As shown by the accompanying illustrations, the situation of Dartmouth among the New Hampshire hills is beautiful, and the campus and buildings make a pleasing impression. The original Dartmouth Hall, destroyed by fire, has been rebuilt effectively in brick. College Hall, a club house and commons, made excellent headquarters for the association. The scientific departments are well housed in the Butterfield Museum for the natural sciences, the Wilder Laboratory for physics, Culver Hall containing the chemical department and the Shattuck Observatory.

 

INTERNATIONAL CONGRESSES AND PERMANENT INTERNATIONAL BUREAUS

Science and commerce are breaking down the barriers between the nations. Commerce is at present competitive, having tariffs, navies and the rest as its adjuncts, but it will gradually become denationalized. Science is by its very nature cooperative, and international congresses advance in equal measure science and good will. Of somewhat unusual interest are the two international congresses which meet in Washington next month, one concerned with fisheries and one with tuberculosis. The fisheries are to a considerable extent subject to international control, and tuberculosis is the disease most likely to be mitigated by combined action against it.

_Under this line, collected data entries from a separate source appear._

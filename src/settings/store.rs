use std::sync::Arc;

use futures::Stream;
use tracing::info;

use crate::services::common::Property;

use super::{ClockSettings, KeyValueStorage, load_settings, reset_to_defaults, save_settings};

/// Single owner of the live settings record.
///
/// Holds the storage backend and the current [`ClockSettings`]. Every change
/// replaces the whole record, persists it and notifies watchers. Persistence
/// failures leave the new record in memory for the rest of the session.
#[derive(Clone)]
pub struct SettingsStore {
    storage: Arc<dyn KeyValueStorage>,
    current: Property<ClockSettings>,
}

impl SettingsStore {
    /// Opens the store, loading whatever `storage` holds merged over the defaults.
    pub fn open(storage: Arc<dyn KeyValueStorage>) -> Self {
        let settings = load_settings(storage.as_ref());
        Self {
            storage,
            current: Property::new(settings),
        }
    }

    /// Returns a copy of the current settings.
    pub fn current(&self) -> ClockSettings {
        self.current.get()
    }

    /// Replaces the current settings and persists them.
    ///
    /// Returns the record now in effect.
    pub fn replace(&self, settings: ClockSettings) -> ClockSettings {
        save_settings(self.storage.as_ref(), &settings);
        self.current.set(settings.clone());
        settings
    }

    /// Applies `change` to a copy of the current settings and stores the result.
    pub fn update<F>(&self, change: F) -> ClockSettings
    where
        F: FnOnce(&ClockSettings) -> ClockSettings,
    {
        let next = change(&self.current());
        self.replace(next)
    }

    /// Restores and persists the default settings.
    pub fn reset(&self) -> ClockSettings {
        info!("Resetting settings to defaults");
        self.replace(reset_to_defaults())
    }

    /// Re-reads the storage, e.g. after another process changed it.
    pub fn reload(&self) -> ClockSettings {
        let settings = load_settings(self.storage.as_ref());
        self.current.set(settings.clone());
        settings
    }

    /// Stream of settings: the current record first, then every change.
    pub fn watch(&self) -> impl Stream<Item = ClockSettings> + Send {
        self.current.watch()
    }
}
//! Settings management commands.
mod get;
mod reset;
mod schema;
mod set;
mod toggle;

use std::sync::Arc;

pub use get::GetCommand;
pub use reset::ResetCommand;
pub use schema::SchemaCommand;
pub use set::SetCommand;
pub use toggle::ToggleCommand;

use crate::{cli::CommandRegistry, settings::SettingsStore};

/// Registers all settings-related commands with the command registry.
///
/// # Arguments
///
/// * `registry` - Mutable reference to the command registry
/// * `settings` - Shared settings store for the commands
pub fn register_commands(registry: &mut CommandRegistry, settings: Arc<SettingsStore>) {
    const CATEGORY_NAME: &str = "settings";

    registry.register_command(CATEGORY_NAME, Box::new(GetCommand::new(settings.clone())));
    registry.register_command(CATEGORY_NAME, Box::new(SetCommand::new(settings.clone())));
    registry.register_command(CATEGORY_NAME, Box::new(ToggleCommand::new(settings.clone())));
    registry.register_command(CATEGORY_NAME, Box::new(ResetCommand::new(settings)));
    registry.register_command(CATEGORY_NAME, Box::new(SchemaCommand));
}
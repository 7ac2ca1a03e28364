use std::fmt;

use clap::ValueEnum;
use serde::{Deserialize, Serialize};

/// Logging level for the application.
///
/// Controls the verbosity of log output, from critical errors only
/// to detailed trace information.
#[derive(Debug, Clone, Copy, Serialize, Deserialize, ValueEnum, PartialEq, Eq, Default)]
#[serde(rename_all = "lowercase")]
pub enum LogLevel {
    /// Only show critical errors.
    Error,

    /// Show warnings and errors, such as storage that could not be written (default level).
    #[default]
    Warn,

    /// Show informational messages, warnings, and errors.
    Info,

    /// Show debug information useful for development and troubleshooting.
    Debug,

    /// Show detailed trace information including every sampler tick (very verbose).
    Trace,
}

impl fmt::Display for LogLevel {
    fn fmt(&self, f: &mut fmt::Formatter<'_>) -> fmt::Result {
        match self {
            LogLevel::Error => write!(f, "error"),
            LogLevel::Warn => write!(f, "warn"),
            LogLevel::Info => write!(f, "info"),
            LogLevel::Debug => write!(f, "debug"),
            LogLevel::Trace => write!(f, "trace"),
        }
    }
}
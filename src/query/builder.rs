//! Heuristic question-to-SQL builder.
//!
//! A handful of linear scans over the analyzed question, first match
//! wins throughout: lexicon person entity (else first title-cased
//! token) becomes the name condition, the first numeric token becomes
//! the age condition, and column mentions select columns explicitly.

use crate::nlp::{capitalize, Doc, EntityLabel, Lexicon};

/// Columns selected when the question mentions none explicitly.
pub const DEFAULT_COLUMNS: [&str; 3] = ["name", "age", "grade"];

/// What the builder extracted from a question.
#[derive(Debug, Clone, Default, PartialEq, Eq)]
pub struct QuestionAnalysis {
    /// Target person name, capitalized.
    pub name: Option<String>,
    /// Target age, kept as the raw token text.
    pub age: Option<String>,
    /// Columns to select, in mention order (or the defaults).
    pub columns: Vec<String>,
    /// True when no column was mentioned and the defaults were used.
    pub used_default_columns: bool,
}

/// A generated query together with the analysis that produced it.
#[derive(Debug, Clone, PartialEq, Eq)]
pub struct GeneratedQuery {
    /// The assembled SELECT statement.
    pub sql: String,
    /// The extraction behind it, for display and tests.
    pub analysis: QuestionAnalysis,
}

/// Builds a SELECT over `students` from a free-text question and the
/// known column names.
pub fn build_query(lexicon: &Lexicon, question: &str, known_columns: &[String]) -> GeneratedQuery {
    let doc = lexicon.analyze(question);
    let analysis = extract(&doc, known_columns);
    let sql = assemble(&analysis);
    GeneratedQuery { sql, analysis }
}

/// Runs the extraction scans over an analyzed question.
fn extract(doc: &Doc, known_columns: &[String]) -> QuestionAnalysis {
    // Person name: first person entity wins.
    let mut name = doc
        .entities
        .iter()
        .find(|e| e.label == EntityLabel::Person)
        .map(|e| capitalize(&e.text));

    // Fallback: first title-cased token, a naive name detector.
    if name.is_none() {
        name = doc
            .tokens
            .iter()
            .find(|t| t.is_title_case())
            .map(|t| capitalize(&t.text));
    }

    let mut age = None;
    let mut columns = Vec::new();
    for token in &doc.tokens {
        if token.is_number() {
            if age.is_none() {
                age = Some(token.text.clone());
            }
        } else if known_columns.iter().any(|c| *c == token.lower) {
            columns.push(token.lower.clone());
        }
    }

    let used_default_columns = columns.is_empty();
    if used_default_columns {
        columns = DEFAULT_COLUMNS.iter().map(|c| c.to_string()).collect();
    }

    QuestionAnalysis {
        name,
        age,
        columns,
        used_default_columns,
    }
}

/// Renders the SELECT statement for an analysis.
fn assemble(analysis: &QuestionAnalysis) -> String {
    let mut sql = format!("SELECT {} FROM students", analysis.columns.join(", "));

    let mut conditions = Vec::new();
    if let Some(name) = &analysis.name {
        conditions.push(format!("name = '{}'", escape_literal(name)));
    }
    if let Some(age) = &analysis.age {
        conditions.push(format!("age = {age}"));
    }

    if !conditions.is_empty() {
        sql.push_str(" WHERE ");
        sql.push_str(&conditions.join(" AND "));
    }

    sql
}

/// Escapes a string literal for embedding in SQL (quotes doubled).
fn escape_literal(value: &str) -> String {
    value.replace('\'', "''")
}
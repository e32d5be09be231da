//! Query execution against the student store.
//!
//! Failures do not propagate: the outcome carries either the decoded
//! rows or the stringified error, and the page renders whichever arm
//! it got. Callers that need to tell them apart match on the outcome.

use tracing::warn;

use crate::db::{QueryResult, StudentStore};
use crate::safety;

/// Result of running a generated query.
#[derive(Debug, Clone, PartialEq)]
pub enum QueryOutcome {
    /// The query ran; here are the rows (possibly none).
    Rows(QueryResult),
    /// The query was rejected or failed; here is the message shown
    /// in place of the rows.
    Failed(String),
}

impl QueryOutcome {
    /// Returns true if this outcome is the failure arm.
    pub fn is_failed(&self) -> bool {
        matches!(self, Self::Failed(_))
    }
}

/// Executes generated SQL against a store.
pub struct QueryExecutor<'a> {
    store: &'a StudentStore,
}

impl<'a> QueryExecutor<'a> {
    /// Creates a new executor over the given store.
    pub fn new(store: &'a StudentStore) -> Self {
        Self { store }
    }

    /// Validates and runs a query, folding any error into the
    /// displayable failure arm.
    pub async fn execute(&self, sql: &str) -> QueryOutcome {
        if let Err(e) = safety::ensure_read_only(sql) {
            warn!(sql, error = %e, "Rejected generated query");
            return QueryOutcome::Failed(e.to_string());
        }

        match self.store.execute_query(sql).await {
            Ok(result) => QueryOutcome::Rows(result),
            Err(e) => {
                warn!(sql, error = %e, "Query execution failed");
                QueryOutcome::Failed(e.to_string())
            }
        }
    }
}
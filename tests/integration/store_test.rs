//! Store lifecycle tests with a file-backed database.

use askdb::db::{StudentStore, Value};

#[tokio::test]
async fn test_reopen_reseeds_table() {
    let dir = tempfile::tempdir().unwrap();
    let path = dir.path().join("students.db");

    {
        let store = StudentStore::open(&path).await.unwrap();
        // Dirty the table; the read-only gate sits above the store.
        store
            .execute_query("INSERT INTO students (name, age, grade) VALUES ('Dana', 30, 'D')")
            .await
            .unwrap();
        store.close().await;
    }

    // Second startup clears and reseeds; back to exactly three rows.
    let store = StudentStore::open(&path).await.unwrap();
    let result = store
        .execute_query("SELECT COUNT(*) FROM students")
        .await
        .unwrap();
    assert_eq!(result.rows[0][0], Value::Int(3));
    store.close().await;
}

#[tokio::test]
async fn test_seed_rows_content() {
    let dir = tempfile::tempdir().unwrap();
    let path = dir.path().join("students.db");

    let store = StudentStore::open(&path).await.unwrap();
    let result = store
        .execute_query("SELECT name, age, grade FROM students ORDER BY id")
        .await
        .unwrap();

    assert_eq!(result.row_count, 3);
    assert_eq!(
        result.rows,
        vec![
            vec![Value::from("Alice"), Value::Int(20), Value::from("A")],
            vec![Value::from("Bob"), Value::Int(22), Value::from("B")],
            vec![Value::from("Charlie"), Value::Int(21), Value::from("C")],
        ]
    );
    store.close().await;
}

#[tokio::test]
async fn test_column_metadata_reported() {
    let store = StudentStore::open_in_memory().await.unwrap();
    let result = store
        .execute_query("SELECT name, age FROM students LIMIT 1")
        .await
        .unwrap();

    assert_eq!(result.columns.len(), 2);
    assert_eq!(result.columns[0].name, "name");
    assert_eq!(result.columns[1].name, "age");
    store.close().await;
}
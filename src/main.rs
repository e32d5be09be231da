//! askdb server binary.
//!
//! Startup order matters: the lexicon must load before anything else
//! (its absence is fatal), then the database is reseeded, then the web
//! server starts.

use tracing::{error, info};

use askdb::cli::Cli;
use askdb::config::Config;
use askdb::db::StudentStore;
use askdb::error::{AskdbError, Result};
use askdb::{logging, nlp, web};

#[tokio::main]
async fn main() {
    logging::init_stderr_logging();

    if let Err(e) = run().await {
        error!("{}: {}", e.category(), e);
        std::process::exit(1);
    }
}

async fn run() -> Result<()> {
    let cli = Cli::parse_args();

    let config_path = cli.config_path();
    info!("Loading config from: {}", config_path.display());
    let mut config = Config::load_from_file(&config_path)?;
    cli.apply_to(&mut config);

    let lexicon = nlp::load_or_fetch(
        config.model.path.as_deref(),
        config.model.url.as_deref(),
        &Config::data_dir(),
    )
    .await?;

    let store = StudentStore::open(&config.database_path()).await?;

    let addr = config.bind_addr()?;
    let app = web::router(web::AppState::new(store, lexicon));

    let listener = tokio::net::TcpListener::bind(addr)
        .await
        .map_err(|e| AskdbError::config(format!("Failed to bind {addr}: {e}")))?;
    info!("Listening on http://{addr}");

    axum::serve(listener, app)
        .await
        .map_err(|e| AskdbError::internal(format!("Server error: {e}")))
}
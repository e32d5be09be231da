//! End-to-end pipeline tests: question in, rows out.

use askdb::db::{StudentStore, Value};
use askdb::nlp::Lexicon;
use askdb::query::{build_query, QueryExecutor, QueryOutcome};

async fn seeded() -> (StudentStore, Vec<String>, Lexicon) {
    let store = StudentStore::open_in_memory().await.unwrap();
    let columns = store.column_names().await.unwrap();
    (store, columns, Lexicon::embedded())
}

#[tokio::test]
async fn test_alices_age_question() {
    let (store, columns, lexicon) = seeded().await;

    let query = build_query(&lexicon, "What is Alice's age?", &columns);
    assert_eq!(
        query.sql,
        "SELECT name, age, grade FROM students WHERE name = 'Alice'"
    );

    let outcome = QueryExecutor::new(&store).execute(&query.sql).await;
    match outcome {
        QueryOutcome::Rows(result) => {
            assert_eq!(result.row_count, 1);
            assert_eq!(
                result.rows[0],
                vec![Value::from("Alice"), Value::Int(20), Value::from("A")]
            );
        }
        QueryOutcome::Failed(msg) => panic!("pipeline failed: {msg}"),
    }
    store.close().await;
}

#[tokio::test]
async fn test_age_only_question_matches_bob() {
    let (store, columns, lexicon) = seeded().await;

    let query = build_query(&lexicon, "who is 22 years old", &columns);
    let outcome = QueryExecutor::new(&store).execute(&query.sql).await;

    match outcome {
        QueryOutcome::Rows(result) => {
            assert_eq!(result.row_count, 1);
            assert_eq!(result.rows[0][0], Value::from("Bob"));
        }
        QueryOutcome::Failed(msg) => panic!("pipeline failed: {msg}"),
    }
    store.close().await;
}

#[tokio::test]
async fn test_unrelated_number_produces_spurious_condition() {
    // Observed heuristic weakness: any numeric token is taken as an
    // age condition, so this matches nobody.
    let (store, columns, lexicon) = seeded().await;

    let query = build_query(&lexicon, "tell me about the 3 students", &columns);
    assert!(query.sql.ends_with("WHERE age = 3"));

    let outcome = QueryExecutor::new(&store).execute(&query.sql).await;
    match outcome {
        QueryOutcome::Rows(result) => assert!(result.is_empty()),
        QueryOutcome::Failed(msg) => panic!("pipeline failed: {msg}"),
    }
    store.close().await;
}

#[tokio::test]
async fn test_quoted_name_still_yields_valid_query() {
    let (store, columns, lexicon) = seeded().await;

    let query = build_query(&lexicon, "who is O'hara", &columns);
    let outcome = QueryExecutor::new(&store).execute(&query.sql).await;

    // Escaping keeps the query runnable; it just matches no one.
    match outcome {
        QueryOutcome::Rows(result) => assert!(result.is_empty()),
        QueryOutcome::Failed(msg) => panic!("pipeline failed: {msg}"),
    }
    store.close().await;
}
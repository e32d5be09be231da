//! askdb - ask a small student database questions in plain English.
//!
//! This library exposes the core modules for use in integration tests.

pub mod cli;
pub mod config;
pub mod db;
pub mod error;
pub mod logging;
pub mod nlp;
pub mod query;
pub mod safety;
pub mod web;
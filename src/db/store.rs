//! SQLite-backed student store.
//!
//! Owns the single-connection pool, creates and reseeds the `students`
//! table at startup, and executes generated queries with dynamic row
//! decoding.

use std::path::Path;
use std::str::FromStr;
use std::time::Duration;

use sqlx::sqlite::{SqliteConnectOptions, SqlitePool, SqlitePoolOptions, SqliteRow};
use sqlx::{Column as SqlxColumn, Row as SqlxRow, TypeInfo};
use tracing::{debug, info};

use crate::db::{ColumnInfo, QueryResult, Row, Value};
use crate::error::{AskdbError, Result};

/// The fixed rows the store is reseeded with on every startup.
pub const SEED_STUDENTS: [(&str, i64, &str); 3] =
    [("Alice", 20, "A"), ("Bob", 22, "B"), ("Charlie", 21, "C")];

/// SQLite store holding the demo `students` table.
#[derive(Debug, Clone)]
pub struct StudentStore {
    pool: SqlitePool,
}

impl StudentStore {
    /// Opens (or creates) the store at the given file path and reseeds it.
    pub async fn open(path: &Path) -> Result<Self> {
        if let Some(parent) = path.parent() {
            std::fs::create_dir_all(parent).map_err(|e| {
                AskdbError::persistence(format!(
                    "Failed to create database directory {}: {e}",
                    parent.display()
                ))
            })?;
        }

        let conn_str = format!("sqlite:{}?mode=rwc", path.display());
        let options = SqliteConnectOptions::from_str(&conn_str)
            .map_err(|e| AskdbError::persistence(format!("Invalid database path: {e}")))?
            .journal_mode(sqlx::sqlite::SqliteJournalMode::Wal)
            .busy_timeout(Duration::from_secs(5))
            .create_if_missing(true);

        let pool = Self::pool_options()
            .connect_with(options)
            .await
            .map_err(|e| AskdbError::persistence(format!("Failed to open database: {e}")))?;

        let store = Self { pool };
        store.reseed().await?;
        info!("Student database ready at {}", path.display());
        Ok(store)
    }

    /// Opens an in-memory store, reseeded like the file-backed one.
    pub async fn open_in_memory() -> Result<Self> {
        let options = SqliteConnectOptions::from_str("sqlite::memory:")
            .map_err(|e| AskdbError::persistence(format!("Invalid connection string: {e}")))?;

        let pool = Self::pool_options()
            .connect_with(options)
            .await
            .map_err(|e| {
                AskdbError::persistence(format!("Failed to open in-memory database: {e}"))
            })?;

        let store = Self { pool };
        store.reseed().await?;
        Ok(store)
    }

    /// A single connection keeps access serial and, for the in-memory
    /// case, keeps the database alive for the pool's lifetime.
    fn pool_options() -> SqlitePoolOptions {
        SqlitePoolOptions::new()
            .max_connections(1)
            .min_connections(1)
            .idle_timeout(None)
            .max_lifetime(None)
            .acquire_timeout(Duration::from_secs(10))
    }

    /// Creates the `students` table if needed, clears it, and inserts
    /// the three fixed sample rows.
    pub async fn reseed(&self) -> Result<()> {
        sqlx::query(
            r#"
            CREATE TABLE IF NOT EXISTS students (
                id INTEGER PRIMARY KEY,
                name TEXT,
                age INTEGER,
                grade TEXT
            )
            "#,
        )
        .execute(&self.pool)
        .await
        .map_err(|e| AskdbError::persistence(format!("Failed to create students table: {e}")))?;

        sqlx::query("DELETE FROM students")
            .execute(&self.pool)
            .await
            .map_err(|e| AskdbError::persistence(format!("Failed to clear students table: {e}")))?;

        for (name, age, grade) in SEED_STUDENTS {
            sqlx::query("INSERT INTO students (name, age, grade) VALUES (?, ?, ?)")
                .bind(name)
                .bind(age)
                .bind(grade)
                .execute(&self.pool)
                .await
                .map_err(|e| AskdbError::persistence(format!("Failed to seed students: {e}")))?;
        }

        debug!("Reseeded students table with {} rows", SEED_STUDENTS.len());
        Ok(())
    }

    /// Returns the column names of the `students` table, in schema order.
    pub async fn column_names(&self) -> Result<Vec<String>> {
        let rows = sqlx::query("PRAGMA table_info(students)")
            .fetch_all(&self.pool)
            .await
            .map_err(|e| AskdbError::persistence(format!("Failed to read table info: {e}")))?;

        let mut names = Vec::with_capacity(rows.len());
        for row in &rows {
            let name: String = row
                .try_get("name")
                .map_err(|e| AskdbError::persistence(format!("Malformed table info row: {e}")))?;
            names.push(name);
        }
        Ok(names)
    }

    /// Executes a SQL string and returns the decoded result set.
    pub async fn execute_query(&self, sql: &str) -> Result<QueryResult> {
        debug!(sql, "Executing query");

        let result = sqlx::query(sql)
            .fetch_all(&self.pool)
            .await
            .map_err(|e| AskdbError::query(e.to_string()))?;

        let columns: Vec<ColumnInfo> = result
            .first()
            .map(|row| {
                row.columns()
                    .iter()
                    .map(|col| ColumnInfo::new(col.name(), col.type_info().name()))
                    .collect()
            })
            .unwrap_or_default();

        let rows: Vec<Row> = result.iter().map(convert_row).collect();

        Ok(QueryResult::with_data(columns, rows))
    }

    /// Closes the connection pool.
    pub async fn close(&self) {
        self.pool.close().await;
    }
}

/// Converts a sqlx SqliteRow to our Row type.
fn convert_row(row: &SqliteRow) -> Row {
    row.columns()
        .iter()
        .enumerate()
        .map(|(i, col)| convert_value(row, i, col.type_info().name()))
        .collect()
}

/// Converts a single column value from a SqliteRow to our Value type.
fn convert_value(row: &SqliteRow, index: usize, type_name: &str) -> Value {
    match type_name {
        "INTEGER" | "BOOLEAN" => row
            .try_get::<Option<i64>, _>(index)
            .map(Value::from)
            .unwrap_or(Value::Null),
        "REAL" => row
            .try_get::<Option<f64>, _>(index)
            .map(Value::from)
            .unwrap_or(Value::Null),
        "TEXT" | "DATETIME" | "DATE" | "TIME" => row
            .try_get::<Option<String>, _>(index)
            .map(Value::from)
            .unwrap_or(Value::Null),
        "BLOB" => row
            .try_get::<Option<Vec<u8>>, _>(index)
            .map(|v| v.map(Value::Bytes).unwrap_or(Value::Null))
            .unwrap_or(Value::Null),
        "NULL" => Value::Null,
        // Expression columns can come back untyped; try text last.
        _ => row
            .try_get::<Option<String>, _>(index)
            .map(Value::from)
            .unwrap_or(Value::Null),
    }
}
//! Logging configuration for askdb.
//!
//! Logs go to stderr so they stay out of the way of the HTTP server's
//! stdout and are easy to capture in test output.

use tracing_subscriber::EnvFilter;

/// Initializes stderr logging with `RUST_LOG` support.
///
/// Defaults to `info` when no filter is set in the environment.
pub fn init_stderr_logging() {
    tracing_subscriber::fmt()
        .with_env_filter(
            EnvFilter::try_from_default_env().unwrap_or_else(|_| EnvFilter::new("info")),
        )
        .init();
}
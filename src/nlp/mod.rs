//! Natural-language analysis for askdb.
//!
//! The "model" is a lexicon of lowercase person names. Analysis is a
//! single pass: tokenize the question, then label every token found in
//! the lexicon as a person entity. The lexicon is resolved at startup
//! (explicit file, downloaded file, or the embedded default) and its
//! absence is fatal.

mod tokenizer;

pub use tokenizer::{capitalize, tokenize, Token};

use std::collections::HashSet;
use std::path::Path;

use tracing::{debug, info};

use crate::error::{AskdbError, Result};

/// Default lexicon compiled into the binary.
const EMBEDDED_LEXICON: &str = include_str!("../../assets/names.txt");

/// File name used when caching a downloaded lexicon.
const LEXICON_FILE_NAME: &str = "names.txt";

/// Category assigned to a recognized span of text.
#[derive(Debug, Clone, Copy, PartialEq, Eq)]
pub enum EntityLabel {
    /// A person name.
    Person,
}

/// A recognized entity in a question.
#[derive(Debug, Clone, PartialEq, Eq)]
pub struct Entity {
    /// The matched text, lowercased.
    pub text: String,
    /// The entity category.
    pub label: EntityLabel,
}

/// An analyzed question: its tokens and the entities found in them.
#[derive(Debug, Clone)]
pub struct Doc {
    pub tokens: Vec<Token>,
    pub entities: Vec<Entity>,
}

/// The person-name lexicon.
#[derive(Debug, Clone)]
pub struct Lexicon {
    names: HashSet<String>,
}

impl Lexicon {
    /// Parses a lexicon from its text form: one name per line,
    /// `#` lines and blank lines ignored, everything lowercased.
    pub fn parse(content: &str) -> Self {
        let names = content
            .lines()
            .map(str::trim)
            .filter(|line| !line.is_empty() && !line.starts_with('#'))
            .map(str::to_lowercase)
            .collect();
        Self { names }
    }

    /// Returns the lexicon compiled into the binary.
    pub fn embedded() -> Self {
        Self::parse(EMBEDDED_LEXICON)
    }

    /// Loads a lexicon from a file. An unreadable or empty file is an
    /// error: without names the person detector cannot run.
    pub fn load(path: &Path) -> Result<Self> {
        let content = std::fs::read_to_string(path).map_err(|e| {
            AskdbError::model(format!("Failed to read lexicon {}: {e}", path.display()))
        })?;

        let lexicon = Self::parse(&content);
        if lexicon.is_empty() {
            return Err(AskdbError::model(format!(
                "Lexicon {} contains no names",
                path.display()
            )));
        }
        Ok(lexicon)
    }

    /// Builds a lexicon from an explicit name list (used in tests).
    pub fn from_names<I, S>(names: I) -> Self
    where
        I: IntoIterator<Item = S>,
        S: AsRef<str>,
    {
        Self {
            names: names
                .into_iter()
                .map(|n| n.as_ref().to_lowercase())
                .collect(),
        }
    }

    /// Number of names in the lexicon.
    pub fn len(&self) -> usize {
        self.names.len()
    }

    /// Returns true if the lexicon has no names.
    pub fn is_empty(&self) -> bool {
        self.names.is_empty()
    }

    /// Returns true if the lowercased word is a known person name.
    pub fn contains(&self, word: &str) -> bool {
        self.names.contains(word)
    }

    /// Analyzes a question: tokenizes it and labels every token whose
    /// lowercased text is in the lexicon as a person entity.
    pub fn analyze(&self, question: &str) -> Doc {
        let tokens = tokenize(question);
        let entities = tokens
            .iter()
            .filter(|t| self.contains(&t.lower))
            .map(|t| Entity {
                text: t.lower.clone(),
                label: EntityLabel::Person,
            })
            .collect();
        Doc { tokens, entities }
    }
}

/// Resolves the lexicon at startup.
///
/// Precedence: an explicit file path (fatal if unreadable), then a
/// download URL cached under `cache_dir`, then the embedded default.
pub async fn load_or_fetch(
    path: Option<&Path>,
    url: Option<&str>,
    cache_dir: &Path,
) -> Result<Lexicon> {
    if let Some(path) = path {
        let lexicon = Lexicon::load(path)?;
        info!(
            "Loaded lexicon with {} names from {}",
            lexicon.len(),
            path.display()
        );
        return Ok(lexicon);
    }

    if let Some(url) = url {
        let cached = cache_dir.join(LEXICON_FILE_NAME);
        if !cached.exists() {
            download(url, &cached).await?;
        }
        let lexicon = Lexicon::load(&cached)?;
        info!(
            "Loaded lexicon with {} names from {}",
            lexicon.len(),
            cached.display()
        );
        return Ok(lexicon);
    }

    let lexicon = Lexicon::embedded();
    debug!("Using embedded lexicon with {} names", lexicon.len());
    Ok(lexicon)
}

/// Downloads a lexicon to the given destination.
async fn download(url: &str, dest: &Path) -> Result<()> {
    info!("Downloading lexicon from {url}");

    let response = reqwest::get(url)
        .await
        .map_err(|e| AskdbError::model(format!("Failed to download lexicon: {e}")))?
        .error_for_status()
        .map_err(|e| AskdbError::model(format!("Lexicon download failed: {e}")))?;

    let body = response
        .text()
        .await
        .map_err(|e| AskdbError::model(format!("Failed to read lexicon body: {e}")))?;

    if let Some(parent) = dest.parent() {
        std::fs::create_dir_all(parent).map_err(|e| {
            AskdbError::model(format!(
                "Failed to create lexicon directory {}: {e}",
                parent.display()
            ))
        })?;
    }

    std::fs::write(dest, body).map_err(|e| {
        AskdbError::model(format!(
            "Failed to write lexicon to {}: {e}",
            dest.display()
        ))
    })?;

    Ok(())
}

The fisheries congress, which is the fourth to be held, opens on September 22, and after the sessions in Washington, special meetings will be held in New York, Boston, Gloucester and possibly in other places in New England. Other places which may be visited are Baltimore, the center 01 the oyster industry of Chesapeake Bay, and Chicago and other lake ports, where the fishery trade and methods of the great lakes, the most valuable fresh-water fisheries in the world, may be studied. Twelve governments have already accepted the invitation of the United States to be officially represented, and delegates have been appointed by the governors of many of the states. In view of the large number of persons who will attend as individuals or as representatives of important fishery societies, the congress promises to be important in its representative character, size and the value of its proceedings. The subjects included in the program are: Commercial fisheries; Matters affecting the fishermen and the fishing population; Legislation and regulation; International matters affecting the fisheries; Aquiculture; Acclimatization; Fishways; Biological investigation of the waters and their inhabitants; Diseases and parasites of fishes; Crustaceans, mollusks and other water animals; Angling and sport fishing.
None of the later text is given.